Spotted skin and spiked hair are defining physical characteristics of this toy dog. The breed has two types of coats, the hairless and the coated or powderpuff varieties. The hairless variety doesn't shed. They have tufts of hair on their tail, ankles, and head. The powderpuff coats are unusual because the undercoat is shorter than the longer outer coat. This coat is genetically recessive. Some people describe these gentle canines as Dr. Seuss dogs because they closely resemble pet illustrations from the books. Cresteds have no "doggy" odor and feel extreme devotion to their human companions.
Potential pet owners who love fluffy dogs but want to avoid shedding issues should consider the Bolognese, an ancient breed with Roman roots. The Bolognese's furry coat doesn't shed, although its soft, white, cotton-like fur does need daily brushing to keep it free of mats and tangles. This playful pup is easy-going and intelligent. It reaches a height of 10 to 12 inches. Although the Bolognese loves people, it tends to be shy around strangers. They are happier in households where they don't spend extended periods of time alone.
At first glance, this breed's calm, outgoing, and noble appearance is misleading. Breeders originally developed the Welsh terrier to be a fierce hunter. They resemble a small Airedale, and like other terriers, don't shed. For centuries, hunters chose these dogs for hunting foxes, otters, and badgers in the remote areas of Northern Wales. The Welsh's hunting instinct is a deeply embedded behavior. They'll stalk any small animals, including cats, that cross their paths. If you're seeking a lap dog, the Welsh probably isn't the best breed choice for you. But if you seek an independent, active canine who won't leave piles of hair on your furniture and is fun to have around, this breed is an excellent choice.
Happy, loving, and people-oriented, the "Little Lion Dog" has been around since the Middle Ages, according to dog historians. Yet, the American Kennel Club didn't officially recognize the Lowchen breed until 1999. Although the breed sports a beautiful, long coat, it doesn't shed. Those seeking a pet that has the pizzazz and visual appeal of a long-haired breed without all the issues that come with constant shedding will love this little canine. These playful dogs are fun, intelligent, and charming pets. They're easy to train and are great additions for family households.
Hidden behind lavish tufts of hair that covers its face, the Sealyham terrier is the feisty comedian of the terrier world. Extremely affectionate, they make excellent companions and pack a lot of personality inside their small stature. Their white, waterproof coat doesn't shed. Despite their sweet and expressive appearance, they bark with the ferocity of a big dog, which also makes them a great watchdog. Sealys easily adapt to both city and country living. Breeders developed the breed with crosses between Corgis, Dandie Dinmonts terriers, West Highland terriers, Bull terriers, and others.

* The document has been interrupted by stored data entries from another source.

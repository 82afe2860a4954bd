use axum::{
    body::Body,
    extract::State,
    http::{header, StatusCode},
    response::{IntoResponse, Response},
    routing::get,
    Router,
};
use jobposts_storage::{Database, JobPostError};
use jobposts_util::Environment;
use metrics_exporter_prometheus::PrometheusHandle;

use crate::error::ApiError;
use crate::{job_posts, telemetry};

#[derive(Clone)]
pub struct AppState {
    metrics: PrometheusHandle,
    storage: Database,
    expose_store_errors: bool,
}

impl AppState {
    pub fn new(metrics: PrometheusHandle, storage: Database, environment: Environment) -> Self {
        Self {
            metrics,
            storage,
            expose_store_errors: !environment.redacts_errors(),
        }
    }

    pub fn metrics(&self) -> &PrometheusHandle {
        &self.metrics
    }

    pub fn storage(&self) -> &Database {
        &self.storage
    }

    /// Wraps a store error, keeping its detail only outside production.
    pub fn store_failure(&self, error: JobPostError) -> ApiError {
        ApiError::StoreFailure {
            error,
            expose_detail: self.expose_store_errors,
        }
    }
}

pub fn app_router(state: AppState) -> Router {
    Router::new()
        .route("/healthz", get(healthz))
        .route("/metrics", get(metrics))
        .route("/jobposts", get(job_posts::list).post(job_posts::create))
        .route(
            "/jobposts/:id",
            get(job_posts::get_by_id)
                .patch(job_posts::update)
                .delete(job_posts::delete),
        )
        .with_state(state)
}

async fn healthz() -> StatusCode {
    StatusCode::OK
}

async fn metrics(State(state): State<AppState>) -> Response {
    let body = telemetry::render_metrics(state.metrics());
    (
        StatusCode::OK,
        [(header::CONTENT_TYPE, "text/plain; version=0.0.4")],
        Body::from(body),
    )
        .into_response()
}

#[cfg(test)]
pub(crate) mod tests {
    use super::*;
    use axum::http::Request;
    use http_body_util::BodyExt;
    use tempfile::TempDir;
    use tower::ServiceExt;

    pub(crate) async fn setup_state(environment: Environment) -> (TempDir, AppState) {
        let metrics = telemetry::init_metrics().expect("metrics init");

        let dir = tempfile::tempdir().expect("tempdir");
        let url = format!("sqlite://{}?mode=rwc", dir.path().join("app.db").display());
        let database = Database::connect(&url).await.expect("connect");
        database.run_migrations().await.expect("migrations");

        (dir, AppState::new(metrics, database, environment))
    }

    #[tokio::test]
    async fn healthz_returns_ok() {
        let (_dir, state) = setup_state(Environment::Test).await;
        let app = app_router(state);

        let response = app
            .oneshot(
                Request::builder()
                    .uri("/healthz")
                    .body(Body::empty())
                    .unwrap(),
            )
            .await
            .expect("handler should respond");

        assert_eq!(response.status(), StatusCode::OK);
    }

    #[tokio::test]
    async fn metrics_exports_build_info() {
        let (_dir, state) = setup_state(Environment::Test).await;
        let app = app_router(state);

        let response = app
            .oneshot(
                Request::builder()
                    .uri("/metrics")
                    .body(Body::empty())
                    .unwrap(),
            )
            .await
            .expect("handler should respond");

        assert_eq!(response.status(), StatusCode::OK);
        let collected = response
            .into_body()
            .collect()
            .await
            .expect("body should read");
        let body = String::from_utf8(collected.to_bytes().to_vec()).expect("utf-8");
        assert!(body.contains("app_build_info"));
        assert!(body.contains("app_uptime_seconds"));
    }

    #[tokio::test]
    async fn unknown_paths_are_not_found() {
        let (_dir, state) = setup_state(Environment::Test).await;
        let app = app_router(state);

        let response = app
            .oneshot(
                Request::builder()
                    .uri("/jobs")
                    .body(Body::empty())
                    .unwrap(),
            )
            .await
            .expect("handler should respond");

        assert_eq!(response.status(), StatusCode::NOT_FOUND);
    }
}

The Affenpinscher's coat is harsh and dense. While you may find a few loose hairs here and there, they experience minimal shedding. Cross a curious, cute monkey with a scaled-down Wookiee, and that's a great visual description of an Affenpinscher's face. While it is adorable, Affens offer so much more. This little breed is fearlessly confident and exhibits some serious attitude when focused on a task. It comes as no surprise that the French translation for Affenpinscher is "mustached little devil." People who want a sturdy, loyal, and affectionate pet can't go wrong if they choose to share their home with the Affenpinscher.